G7 energy and environment ministers declared at the end of talks in Japan on Sunday their "ambition to reduce additional plastic pollution to zero by 2040".
They said they hoped to draw up an "international legally binding instrument on plastic pollution" by the end of 2024.
Factfile: Plastic and pollution
Paris (AFP) April 16, 2023 -
G7 nations on Sunday committed to eliminating plastic pollution by 2040, ahead of negotiations in Paris next month to establish a UN plastics treaty by the end of 2024.
Despite the world's seemingly insatiable appetite for plastic, how is the fight for reducing its impact on the environment gaining momentum?
- An international treaty by the end of 2024?

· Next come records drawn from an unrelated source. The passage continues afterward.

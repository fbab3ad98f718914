//! Integration tests: exercise the full flow using a simulated receiver.
//!
//! These tests script a complete Unifying receiver session (setup
//! responses, names, and notifications) and run it through the supervisor,
//! checking what reaches the sink and in which order.

#[cfg(test)]
mod tests {
    use crate::config::Config;
    use crate::connectivity::mock::StepClock;
    use crate::device::DeviceStatus;
    use crate::error::{Error, Result};
    use crate::hidpp::LONG_REPORT_LEN;
    use crate::session::{ReceiverPaths, SessionControl, SessionOptions, SessionState, Supervisor};
    use crate::sink::mock::RecordingSink;
    use crate::transport::mock::MockProvider;
    use crate::transport::{CancelToken, ChannelProvider, HidChannel, HidEndpoint};
    use std::collections::VecDeque;
    use std::sync::atomic::{AtomicUsize, Ordering};
    use std::sync::{Arc, Mutex};
    use std::thread;
    use std::time::{Duration, Instant};

    const RX: &str = "primary";
    const LONG: &str = "responder";
    const TOPIC_PREFIX: &str = "homeassistant/device/logitech-unify-mqtt/";

    fn ack() -> Vec<u8> {
        vec![0x10, 0xFF, 0x80, 0x00, 0x00, 0x00, 0x00]
    }

    fn count(n: u8) -> Vec<u8> {
        vec![0x10, 0xFF, 0x81, 0x02, 0x00, n, 0x00]
    }

    fn name(s: &str) -> Vec<u8> {
        let mut data = vec![0x11, 0xFF, 0x83, 0xB5, 0x40, s.len() as u8];
        data.extend_from_slice(s.as_bytes());
        data.resize(LONG_REPORT_LEN, 0);
        data
    }

    fn connect(id: u8) -> Vec<u8> {
        vec![0x10, id, 0x41, 0x04, 0xA1, 0x00, 0x00]
    }

    fn disconnect(id: u8) -> Vec<u8> {
        vec![0x10, id, 0x41, 0x04, 0x61, 0x00, 0x00]
    }

    fn options() -> SessionOptions {
        let mut options = SessionOptions::from(&Config::default());
        options.poll_interval = Duration::ZERO;
        options
    }

    fn paths() -> ReceiverPaths {
        ReceiverPaths {
            primary: RX.into(),
            responder: LONG.into(),
        }
    }

    fn locate(endpoint: &HidEndpoint) -> Option<String> {
        Some(if endpoint.usage == 0x0001 { RX } else { LONG }.to_string())
    }

    /// Create a receiver with `names` paired and `notifications` queued after setup.
    fn create_mock_receiver(names: &[&str], notifications: Vec<Vec<u8>>) -> MockProvider {
        let mut provider = MockProvider::new(locate);
        let mut rx = vec![Ok(ack()), Ok(count(names.len() as u8))];
        rx.extend(notifications.into_iter().map(Ok));
        provider.script(RX, rx);
        provider.script(LONG, names.iter().map(|n| Ok(name(n))).collect());
        provider
    }

    fn run_one_session(
        provider: MockProvider,
        offsets_ms: &[u64],
    ) -> Supervisor<MockProvider, RecordingSink, StepClock> {
        let mut sup = Supervisor::with_clock(
            provider,
            RecordingSink::default(),
            StepClock::new(offsets_ms),
            options(),
            SessionControl::new(),
        );
        sup.run_session(&paths());
        sup
    }

    fn status(slot: usize, payload: &str) -> (String, String) {
        (
            format!("{TOPIC_PREFIX}dev{slot}/power_state"),
            payload.to_string(),
        )
    }

    /// Test: names resolve at startup, a connect then quick disconnect reads as powersave.
    #[test]
    fn connect_then_sleep_scenario() {
        let provider = create_mock_receiver(&["Mouse", "Keyboard"], vec![connect(1), disconnect(1)]);
        let sup = run_one_session(provider, &[0, 200]);

        assert_eq!(sup.registry().get(0).name, "Mouse");
        assert_eq!(sup.registry().get(1).name, "Keyboard");
        assert_eq!(
            sup.sink().statuses(),
            vec![status(0, "connected"), status(0, "powersave")]
        );
        assert_eq!(sup.registry().get(0).status, DeviceStatus::Powersave);
    }

    /// Test: the discovery document carries both resolved names.
    #[test]
    fn startup_announcement_lists_names() {
        let provider = create_mock_receiver(&["Mouse", "Keyboard"], vec![]);
        let sup = run_one_session(provider, &[]);

        let (topic, payload) = &sup.sink().published[0];
        assert_eq!(topic, &format!("{TOPIC_PREFIX}config"));
        let doc: serde_json::Value = serde_json::from_str(payload).unwrap();
        assert_eq!(doc["cmps"]["dev0"]["name"], "Mouse");
        assert_eq!(doc["cmps"]["dev1"]["name"], "Keyboard");
    }

    /// Test: powersave boundary through the whole pipeline.
    #[test]
    fn powersave_boundary_end_to_end() {
        for (gap, expected) in [(499, "powersave"), (500, "disconnected"), (2000, "disconnected")] {
            let provider = create_mock_receiver(&["Mouse"], vec![connect(1), disconnect(1)]);
            let sup = run_one_session(provider, &[0, gap]);
            assert_eq!(
                sup.sink().statuses(),
                vec![status(0, "connected"), status(0, expected)],
                "gap {gap}ms"
            );
        }
    }

    /// Test: a device that stays connected past the window then disconnects is disconnected.
    #[test]
    fn long_lived_connection_disconnects() {
        let provider = create_mock_receiver(
            &["Mouse"],
            vec![connect(1), disconnect(1), connect(1), disconnect(1)],
        );
        let sup = run_one_session(provider, &[0, 100, 1_000, 60_000]);
        assert_eq!(
            sup.sink().statuses(),
            vec![
                status(0, "connected"),
                status(0, "powersave"),
                status(0, "connected"),
                status(0, "disconnected"),
            ]
        );
    }

    /// Test: wire id 7 on a full receiver grows the registry and re-announces once, first.
    #[test]
    fn registry_growth_announces_before_transition() {
        let mut provider = MockProvider::new(locate);
        provider.script(RX, vec![Ok(ack()), Ok(count(6)), Ok(connect(7))]);
        // Six names at startup, then the one queried by the connect on the new slot.
        provider.script(
            LONG,
            ["A", "B", "C", "D", "E", "F", "G"]
                .iter()
                .map(|n| Ok(name(n)))
                .collect(),
        );
        let sup = run_one_session(provider, &[0]);

        assert_eq!(sup.registry().size(), 7);
        assert_eq!(sup.registry().get(6).name, "G");
        let published = &sup.sink().published;
        let topics: Vec<&str> = published.iter().map(|(t, _)| t.as_str()).collect();
        let config = format!("{TOPIC_PREFIX}config");
        let dev6 = format!("{TOPIC_PREFIX}dev6/power_state");
        assert_eq!(topics, vec![config.as_str(), config.as_str(), dev6.as_str()]);

        let regrown: serde_json::Value = serde_json::from_str(&published[1].1).unwrap();
        assert_eq!(regrown["cmps"]["dev6"]["name"], "Device 7");
    }

    /// Test: notifications for different devices are forwarded in read order.
    #[test]
    fn transitions_keep_read_order_across_devices() {
        let provider = create_mock_receiver(
            &["Mouse", "Keyboard"],
            vec![connect(2), connect(1), disconnect(2), disconnect(1)],
        );
        let sup = run_one_session(provider, &[0, 10, 20, 3_000]);
        assert_eq!(
            sup.sink().statuses(),
            vec![
                status(1, "connected"),
                status(0, "connected"),
                status(1, "powersave"),
                status(0, "disconnected"),
            ]
        );
    }

    /// Test: both collections behind one OS node, each handle sees every report.
    #[test]
    fn shared_node_still_resolves_names() {
        const NODE: &str = "/dev/hidraw3";
        let every_report = || {
            vec![Ok(ack()), Ok(count(1)), Ok(name("Mouse")), Ok(connect(1))]
        };
        let mut provider = MockProvider::new(|_| Some(NODE.to_string()));
        provider.script(NODE, every_report());
        provider.script(NODE, every_report());
        let mut sup = Supervisor::with_clock(
            provider,
            RecordingSink::default(),
            StepClock::new(&[0]),
            options(),
            SessionControl::new(),
        );

        let found = sup.search().expect("receiver found");
        assert_eq!(found.primary, found.responder);
        sup.run_session(&found);

        assert_eq!(sup.registry().get(0).name, "Mouse");
        assert_eq!(sup.sink().statuses(), vec![status(0, "connected")]);
    }

    /// Test: a fresh session rebuilds the registry from scratch.
    #[test]
    fn registry_rebuilt_per_session() {
        let mut provider = create_mock_receiver(&["Mouse", "Keyboard"], vec![]);
        provider.script(RX, vec![Ok(ack()), Ok(count(1))]);
        provider.script(LONG, vec![Ok(name("Trackball"))]);
        let mut sup = Supervisor::with_clock(
            provider,
            RecordingSink::default(),
            StepClock::new(&[]),
            options(),
            SessionControl::new(),
        );

        sup.run_session(&paths());
        assert_eq!(sup.registry().size(), 2);
        sup.run_session(&paths());
        assert_eq!(sup.registry().size(), 1);
        assert_eq!(sup.registry().get(0).name, "Trackball");
    }

    /// Channel that replays frames, then blocks until cancelled like a real read.
    struct BlockingChannel {
        frames: Mutex<VecDeque<Vec<u8>>>,
        cancel: CancelToken,
    }

    impl HidChannel for BlockingChannel {
        fn read(&self, buf: &mut [u8]) -> Result<usize> {
            if let Some(frame) = self.frames.lock().unwrap().pop_front() {
                let n = frame.len().min(buf.len());
                buf[..n].copy_from_slice(&frame[..n]);
                return Ok(n);
            }
            while !self.cancel.is_cancelled() {
                thread::sleep(Duration::from_millis(2));
            }
            Err(Error::Cancelled)
        }

        fn write(&self, _data: &[u8]) -> Result<()> {
            Ok(())
        }
    }

    /// Receiver with one paired mouse that never sends notifications.
    struct IdleReceiver {
        sessions: Arc<AtomicUsize>,
    }

    impl ChannelProvider for IdleReceiver {
        type Channel = BlockingChannel;

        fn find_path(&mut self, endpoint: &HidEndpoint) -> Option<String> {
            locate(endpoint)
        }

        fn open(&mut self, path: &str, cancel: CancelToken) -> Result<BlockingChannel> {
            let frames = if path == RX {
                self.sessions.fetch_add(1, Ordering::SeqCst);
                vec![ack(), count(1)]
            } else {
                vec![name("Mouse")]
            };
            Ok(BlockingChannel {
                frames: Mutex::new(frames.into()),
                cancel,
            })
        }
    }

    fn wait_until(what: &str, mut cond: impl FnMut() -> bool) {
        let deadline = Instant::now() + Duration::from_secs(5);
        while !cond() {
            assert!(Instant::now() < deadline, "timed out waiting for {what}");
            thread::sleep(Duration::from_millis(2));
        }
    }

    /// Test: restart and shutdown from another thread interrupt a blocking read.
    #[test]
    fn control_interrupts_blocking_read() {
        let control = SessionControl::new();
        let sessions = Arc::new(AtomicUsize::new(0));

        let worker_control = control.clone();
        let worker_sessions = Arc::clone(&sessions);
        let worker = thread::spawn(move || {
            let provider = IdleReceiver {
                sessions: worker_sessions,
            };
            let mut sup = Supervisor::new(provider, RecordingSink::default(), options(), worker_control);
            sup.run();
            sup.sink().announcements()
        });

        let mouse_listed = |control: &SessionControl| {
            control.state() == SessionState::Open
                && control.devices().first().is_some_and(|d| d.name == "Mouse")
        };

        wait_until("first session", || mouse_listed(&control));
        control.restart();
        wait_until("second session", || {
            sessions.load(Ordering::SeqCst) == 2 && mouse_listed(&control)
        });
        control.shutdown();

        let announcements = worker.join().expect("worker panicked");
        assert_eq!(control.state(), SessionState::Terminated);
        assert_eq!(sessions.load(Ordering::SeqCst), 2);
        assert_eq!(announcements, 2);
    }
}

G7 members (United States, Japan, Germany, France, United Kingdom, Italy and Canada) committed to zero plastic pollution by 2040 -- an attainable goal thanks to the rise of the circular economy and the reduction or banning of single-use plastics and non-recyclables, according to a Sunday statement.
Further commitments are also pending: a year ago in Nairobi, 175 countries convened to put an end to plastic pollution worldwide by developing a legally-binding United Nations treaty by the end of 2024. The next session to negotiate the treaty is scheduled for May in Paris.
Among the anticipated measures is a global ban on single-use plastics, the establishment of a "polluter-pays" system and a tax on the production of new plastic.
- How much plastic does the world produce?
Global plastic production almost doubled between 2000 and 2019, from 234 million tonnes to 460 million tonnes, according to the Organisation for Economic Co-operation and Development (OECD).
Plastic waste more than doubled in that time, reaching 353 million tonnes in 2019.
But global production fell slightly in 2020 due to the coronavirus pandemic for only the third time in the history of modern industry, according to trade association Plastics Europe.
The OECD said 22 million tonnes of plastic were discarded in the environment in 2019 alone, with six million tonnes ending up in waterways, lakes and oceans.
Plastic makes up at least 85 percent of total marine waste, according to the UN Environment Assembly.
- Where is plastic produced?
More than half of the plastic came from Asia in 2020, with China representing almost one-third of the global total.
Plastic production in the world's second-largest economy jumped by 82 percent between 2010 and 2020, well above the global growth average of 30 percent, according to a Plastics Europe report.
Europe's production in 2020 was 55 million tonnes, a five-percent fall on 2019 levels.
The growth mostly came from the United States and the Middle East as primary materials there are much cheaper, and from China because its demand is growing more strongly, said Jean-Yves Daclin, Plastics Europe's director general for France.
- What about the future? -
A 2021 report by the World Wildlife Fund estimated that global plastic production would double by 2040.
Recycling is the main solution to halt the relentless march of plastic production.
Although Europe recycles more than one-third of its plastic waste, globally only around nine percent of plastic waste was recycled in 2019, according to the OECD.
Other solutions include developing packaging-free products, returnable items and eco-friendly designs with long lifespans.
- Oil-free plastic? -
Plastic made from bio-friendly sources -- such as sugar, starch, corn and wheat -- represents less than one percent of global production.
The use of agricultural land and water resources limits their development as a way of reducing oil consumption in plastic production.
Even worse, these plastics are rarely completely biodegradable or compostable and "in reality only dodge the issue", according to the Heinrich Boell Foundation, an environmental think tank in Germany.
The problem has spurred the development of second- and third-generation plastics sourced from vegetable waste or algae.
Another promising technique is making plastic from the carbon dioxide belched out into the atmosphere by industry.
Factories have started to emerge, including in Austria, where the company Covestro manufactures polyurethane.